◆ WHAT YOU ARE ASKED TO DO
Search the entries for the word "succeeded" and return every line where it is found.

Saved data entries:
• • • •

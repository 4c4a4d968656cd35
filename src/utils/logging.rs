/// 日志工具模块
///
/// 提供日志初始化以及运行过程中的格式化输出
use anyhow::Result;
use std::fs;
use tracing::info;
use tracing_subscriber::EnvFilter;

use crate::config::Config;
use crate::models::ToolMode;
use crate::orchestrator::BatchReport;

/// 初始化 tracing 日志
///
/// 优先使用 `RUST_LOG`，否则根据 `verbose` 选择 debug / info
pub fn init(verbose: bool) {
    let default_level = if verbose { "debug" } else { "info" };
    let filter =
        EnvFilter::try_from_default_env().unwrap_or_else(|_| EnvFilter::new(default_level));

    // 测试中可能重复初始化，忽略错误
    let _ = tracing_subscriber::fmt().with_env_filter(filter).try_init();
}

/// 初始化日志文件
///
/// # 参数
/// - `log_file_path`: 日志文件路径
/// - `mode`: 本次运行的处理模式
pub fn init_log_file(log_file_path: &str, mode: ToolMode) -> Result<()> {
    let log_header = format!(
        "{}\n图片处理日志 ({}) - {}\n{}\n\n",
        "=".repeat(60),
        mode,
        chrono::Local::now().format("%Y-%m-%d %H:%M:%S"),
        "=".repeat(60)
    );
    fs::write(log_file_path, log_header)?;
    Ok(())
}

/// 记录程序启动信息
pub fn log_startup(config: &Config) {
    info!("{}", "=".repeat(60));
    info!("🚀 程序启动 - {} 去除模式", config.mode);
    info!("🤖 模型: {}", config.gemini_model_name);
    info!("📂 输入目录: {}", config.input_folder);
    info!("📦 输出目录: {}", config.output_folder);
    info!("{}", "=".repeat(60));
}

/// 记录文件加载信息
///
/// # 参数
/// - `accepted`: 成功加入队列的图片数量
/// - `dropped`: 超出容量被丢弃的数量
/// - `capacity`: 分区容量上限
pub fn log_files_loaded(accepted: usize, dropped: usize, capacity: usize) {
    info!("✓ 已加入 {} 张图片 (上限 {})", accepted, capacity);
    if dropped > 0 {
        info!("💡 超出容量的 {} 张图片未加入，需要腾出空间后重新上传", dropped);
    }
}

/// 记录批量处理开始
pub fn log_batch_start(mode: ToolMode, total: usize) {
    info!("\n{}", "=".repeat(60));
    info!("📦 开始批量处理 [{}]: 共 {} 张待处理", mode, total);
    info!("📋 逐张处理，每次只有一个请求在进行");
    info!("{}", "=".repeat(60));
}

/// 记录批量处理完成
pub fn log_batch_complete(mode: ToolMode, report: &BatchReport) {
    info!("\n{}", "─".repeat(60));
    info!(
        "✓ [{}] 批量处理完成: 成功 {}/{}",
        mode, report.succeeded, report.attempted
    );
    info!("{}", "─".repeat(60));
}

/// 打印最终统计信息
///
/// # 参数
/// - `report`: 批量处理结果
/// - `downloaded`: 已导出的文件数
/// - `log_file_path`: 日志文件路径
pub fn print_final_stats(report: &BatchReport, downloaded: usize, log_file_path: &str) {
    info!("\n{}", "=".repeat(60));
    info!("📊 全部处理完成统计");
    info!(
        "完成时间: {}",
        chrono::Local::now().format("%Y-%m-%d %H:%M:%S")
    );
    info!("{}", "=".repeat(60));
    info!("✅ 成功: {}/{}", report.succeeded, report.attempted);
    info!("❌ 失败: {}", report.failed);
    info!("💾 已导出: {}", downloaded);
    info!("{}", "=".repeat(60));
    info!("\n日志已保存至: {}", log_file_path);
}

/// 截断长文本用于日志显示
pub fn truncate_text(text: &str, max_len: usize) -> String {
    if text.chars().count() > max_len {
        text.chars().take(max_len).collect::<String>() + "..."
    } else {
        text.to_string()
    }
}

• • • •

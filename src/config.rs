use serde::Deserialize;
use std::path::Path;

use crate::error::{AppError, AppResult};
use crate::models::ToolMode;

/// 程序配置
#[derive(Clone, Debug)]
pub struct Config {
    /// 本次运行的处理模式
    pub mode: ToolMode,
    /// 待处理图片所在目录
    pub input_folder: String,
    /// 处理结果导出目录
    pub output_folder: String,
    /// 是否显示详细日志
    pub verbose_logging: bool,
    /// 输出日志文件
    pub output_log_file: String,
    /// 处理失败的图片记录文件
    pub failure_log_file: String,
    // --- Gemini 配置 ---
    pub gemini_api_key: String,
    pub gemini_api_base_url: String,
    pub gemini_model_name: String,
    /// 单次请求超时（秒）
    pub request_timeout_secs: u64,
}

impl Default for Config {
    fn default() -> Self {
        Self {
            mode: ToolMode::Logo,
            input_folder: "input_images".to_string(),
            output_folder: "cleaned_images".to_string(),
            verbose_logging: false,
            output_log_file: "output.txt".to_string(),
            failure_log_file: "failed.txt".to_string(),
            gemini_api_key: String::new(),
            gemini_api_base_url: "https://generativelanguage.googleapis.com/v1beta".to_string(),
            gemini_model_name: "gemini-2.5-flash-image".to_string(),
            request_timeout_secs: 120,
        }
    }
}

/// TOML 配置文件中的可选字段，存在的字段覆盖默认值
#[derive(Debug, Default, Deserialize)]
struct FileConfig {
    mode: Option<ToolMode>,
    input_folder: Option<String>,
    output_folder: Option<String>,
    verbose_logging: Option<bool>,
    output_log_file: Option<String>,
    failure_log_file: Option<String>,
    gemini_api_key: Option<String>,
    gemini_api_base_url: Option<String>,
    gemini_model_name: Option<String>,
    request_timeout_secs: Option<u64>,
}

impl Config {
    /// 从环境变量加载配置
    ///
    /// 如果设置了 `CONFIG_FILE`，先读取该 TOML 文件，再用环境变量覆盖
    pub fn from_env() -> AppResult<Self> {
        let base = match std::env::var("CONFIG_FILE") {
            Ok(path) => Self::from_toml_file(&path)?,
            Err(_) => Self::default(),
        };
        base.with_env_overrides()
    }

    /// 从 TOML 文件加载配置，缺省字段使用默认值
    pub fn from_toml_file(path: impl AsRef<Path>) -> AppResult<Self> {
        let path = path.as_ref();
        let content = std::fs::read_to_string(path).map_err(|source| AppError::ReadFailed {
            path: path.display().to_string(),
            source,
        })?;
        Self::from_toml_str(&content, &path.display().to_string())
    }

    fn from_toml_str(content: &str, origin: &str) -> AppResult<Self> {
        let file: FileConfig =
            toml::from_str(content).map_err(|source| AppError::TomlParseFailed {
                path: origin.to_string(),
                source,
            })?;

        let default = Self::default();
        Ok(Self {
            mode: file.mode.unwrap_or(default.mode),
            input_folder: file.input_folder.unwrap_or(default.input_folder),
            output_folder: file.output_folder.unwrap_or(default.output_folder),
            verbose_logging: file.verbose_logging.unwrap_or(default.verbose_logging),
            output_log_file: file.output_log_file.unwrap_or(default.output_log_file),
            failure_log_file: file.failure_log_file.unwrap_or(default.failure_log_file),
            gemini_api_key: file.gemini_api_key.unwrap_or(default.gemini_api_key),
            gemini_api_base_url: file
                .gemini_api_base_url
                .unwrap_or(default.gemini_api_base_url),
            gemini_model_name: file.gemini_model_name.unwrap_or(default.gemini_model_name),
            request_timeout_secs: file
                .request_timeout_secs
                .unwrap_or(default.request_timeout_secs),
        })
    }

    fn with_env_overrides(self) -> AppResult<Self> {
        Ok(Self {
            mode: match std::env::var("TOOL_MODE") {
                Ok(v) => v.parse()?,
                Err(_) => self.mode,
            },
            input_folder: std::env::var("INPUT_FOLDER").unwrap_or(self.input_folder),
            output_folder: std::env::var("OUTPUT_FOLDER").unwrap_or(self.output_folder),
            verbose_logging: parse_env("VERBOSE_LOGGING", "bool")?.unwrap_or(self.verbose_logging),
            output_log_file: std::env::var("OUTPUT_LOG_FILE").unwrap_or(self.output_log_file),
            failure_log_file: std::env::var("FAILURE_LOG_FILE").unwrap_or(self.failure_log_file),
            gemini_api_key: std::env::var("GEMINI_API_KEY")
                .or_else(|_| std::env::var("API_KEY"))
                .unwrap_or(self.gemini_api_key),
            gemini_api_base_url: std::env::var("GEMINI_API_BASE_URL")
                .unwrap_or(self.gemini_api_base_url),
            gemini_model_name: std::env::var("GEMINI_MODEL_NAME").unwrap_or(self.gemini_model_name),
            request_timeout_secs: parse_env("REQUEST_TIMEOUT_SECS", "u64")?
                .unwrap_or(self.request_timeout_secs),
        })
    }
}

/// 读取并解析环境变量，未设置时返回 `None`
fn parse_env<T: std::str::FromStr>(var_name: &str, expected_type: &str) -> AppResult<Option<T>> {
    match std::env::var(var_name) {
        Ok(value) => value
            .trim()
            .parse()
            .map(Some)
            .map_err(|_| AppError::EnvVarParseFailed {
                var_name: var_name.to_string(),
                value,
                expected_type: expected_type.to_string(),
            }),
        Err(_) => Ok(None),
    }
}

• • • •

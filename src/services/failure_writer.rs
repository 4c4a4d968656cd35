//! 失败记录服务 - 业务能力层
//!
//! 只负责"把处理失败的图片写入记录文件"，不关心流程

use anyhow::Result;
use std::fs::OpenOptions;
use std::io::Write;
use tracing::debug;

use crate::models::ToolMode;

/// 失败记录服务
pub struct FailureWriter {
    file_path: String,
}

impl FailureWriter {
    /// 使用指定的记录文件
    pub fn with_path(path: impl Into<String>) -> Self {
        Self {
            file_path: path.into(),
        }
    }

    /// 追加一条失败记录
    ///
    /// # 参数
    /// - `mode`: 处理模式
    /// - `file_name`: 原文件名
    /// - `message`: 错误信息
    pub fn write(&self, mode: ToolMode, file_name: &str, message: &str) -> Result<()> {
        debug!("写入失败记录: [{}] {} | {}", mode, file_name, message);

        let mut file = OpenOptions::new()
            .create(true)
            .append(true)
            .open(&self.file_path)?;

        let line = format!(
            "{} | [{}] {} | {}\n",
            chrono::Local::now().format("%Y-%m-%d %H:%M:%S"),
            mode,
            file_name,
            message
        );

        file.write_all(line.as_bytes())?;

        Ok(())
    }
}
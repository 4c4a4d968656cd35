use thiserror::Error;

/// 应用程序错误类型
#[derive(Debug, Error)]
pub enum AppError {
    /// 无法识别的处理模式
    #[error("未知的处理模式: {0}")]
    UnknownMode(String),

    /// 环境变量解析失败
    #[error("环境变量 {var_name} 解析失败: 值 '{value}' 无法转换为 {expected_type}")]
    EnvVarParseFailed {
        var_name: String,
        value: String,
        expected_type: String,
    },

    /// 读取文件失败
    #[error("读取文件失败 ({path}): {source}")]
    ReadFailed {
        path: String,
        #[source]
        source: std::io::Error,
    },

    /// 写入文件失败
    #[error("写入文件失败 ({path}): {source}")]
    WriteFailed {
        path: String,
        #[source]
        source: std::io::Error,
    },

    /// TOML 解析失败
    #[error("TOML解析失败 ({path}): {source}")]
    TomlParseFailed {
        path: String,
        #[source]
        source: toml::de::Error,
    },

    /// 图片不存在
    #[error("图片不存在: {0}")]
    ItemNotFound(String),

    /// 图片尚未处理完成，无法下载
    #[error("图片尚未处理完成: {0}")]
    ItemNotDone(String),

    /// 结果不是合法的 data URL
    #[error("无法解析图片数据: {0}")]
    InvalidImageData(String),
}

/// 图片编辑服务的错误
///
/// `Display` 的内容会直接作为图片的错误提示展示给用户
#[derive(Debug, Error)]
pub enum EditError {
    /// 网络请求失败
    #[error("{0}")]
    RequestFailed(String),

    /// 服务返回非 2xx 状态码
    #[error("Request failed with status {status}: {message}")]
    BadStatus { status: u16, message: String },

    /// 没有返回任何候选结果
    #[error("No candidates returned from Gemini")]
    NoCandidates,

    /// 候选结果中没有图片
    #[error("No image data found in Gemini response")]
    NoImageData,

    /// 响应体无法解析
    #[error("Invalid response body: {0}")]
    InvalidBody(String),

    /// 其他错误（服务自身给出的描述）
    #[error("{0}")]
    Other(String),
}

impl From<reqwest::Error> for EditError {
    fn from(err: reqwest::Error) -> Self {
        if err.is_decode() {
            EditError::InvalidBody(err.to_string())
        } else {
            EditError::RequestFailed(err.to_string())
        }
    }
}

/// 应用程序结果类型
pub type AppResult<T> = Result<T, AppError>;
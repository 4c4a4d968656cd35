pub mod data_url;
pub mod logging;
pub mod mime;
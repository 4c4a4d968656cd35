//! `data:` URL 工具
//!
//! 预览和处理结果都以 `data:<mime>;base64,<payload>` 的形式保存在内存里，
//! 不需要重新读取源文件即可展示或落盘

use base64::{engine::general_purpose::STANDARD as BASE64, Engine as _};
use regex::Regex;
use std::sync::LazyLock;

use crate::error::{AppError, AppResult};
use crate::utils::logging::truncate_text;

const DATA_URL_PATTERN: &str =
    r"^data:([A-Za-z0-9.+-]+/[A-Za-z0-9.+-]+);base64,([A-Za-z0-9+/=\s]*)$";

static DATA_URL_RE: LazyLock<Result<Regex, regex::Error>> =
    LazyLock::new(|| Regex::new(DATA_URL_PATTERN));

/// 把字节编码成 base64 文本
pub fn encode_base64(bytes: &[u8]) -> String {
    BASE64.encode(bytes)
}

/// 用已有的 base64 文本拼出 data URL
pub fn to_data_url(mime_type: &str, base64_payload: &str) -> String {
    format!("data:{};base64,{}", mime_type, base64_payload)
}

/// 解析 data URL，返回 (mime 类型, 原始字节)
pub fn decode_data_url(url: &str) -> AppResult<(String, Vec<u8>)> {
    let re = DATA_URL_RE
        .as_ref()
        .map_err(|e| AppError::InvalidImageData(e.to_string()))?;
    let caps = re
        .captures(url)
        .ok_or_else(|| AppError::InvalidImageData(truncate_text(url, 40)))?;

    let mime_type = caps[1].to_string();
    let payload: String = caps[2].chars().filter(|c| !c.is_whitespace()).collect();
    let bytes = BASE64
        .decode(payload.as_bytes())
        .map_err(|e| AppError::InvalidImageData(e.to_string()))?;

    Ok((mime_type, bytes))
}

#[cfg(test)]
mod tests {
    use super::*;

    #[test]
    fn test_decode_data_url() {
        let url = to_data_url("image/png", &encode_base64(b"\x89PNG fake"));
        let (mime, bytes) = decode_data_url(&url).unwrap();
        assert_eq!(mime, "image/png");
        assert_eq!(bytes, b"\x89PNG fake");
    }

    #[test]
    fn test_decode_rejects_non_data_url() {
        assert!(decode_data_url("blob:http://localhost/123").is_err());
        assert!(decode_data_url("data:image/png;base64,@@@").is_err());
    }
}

• • • •

◆ OUTPUT
        mode, report.succeeded, report.attempted
    info!("✅ 成功: {}/{}", report.succeeded, report.attempted);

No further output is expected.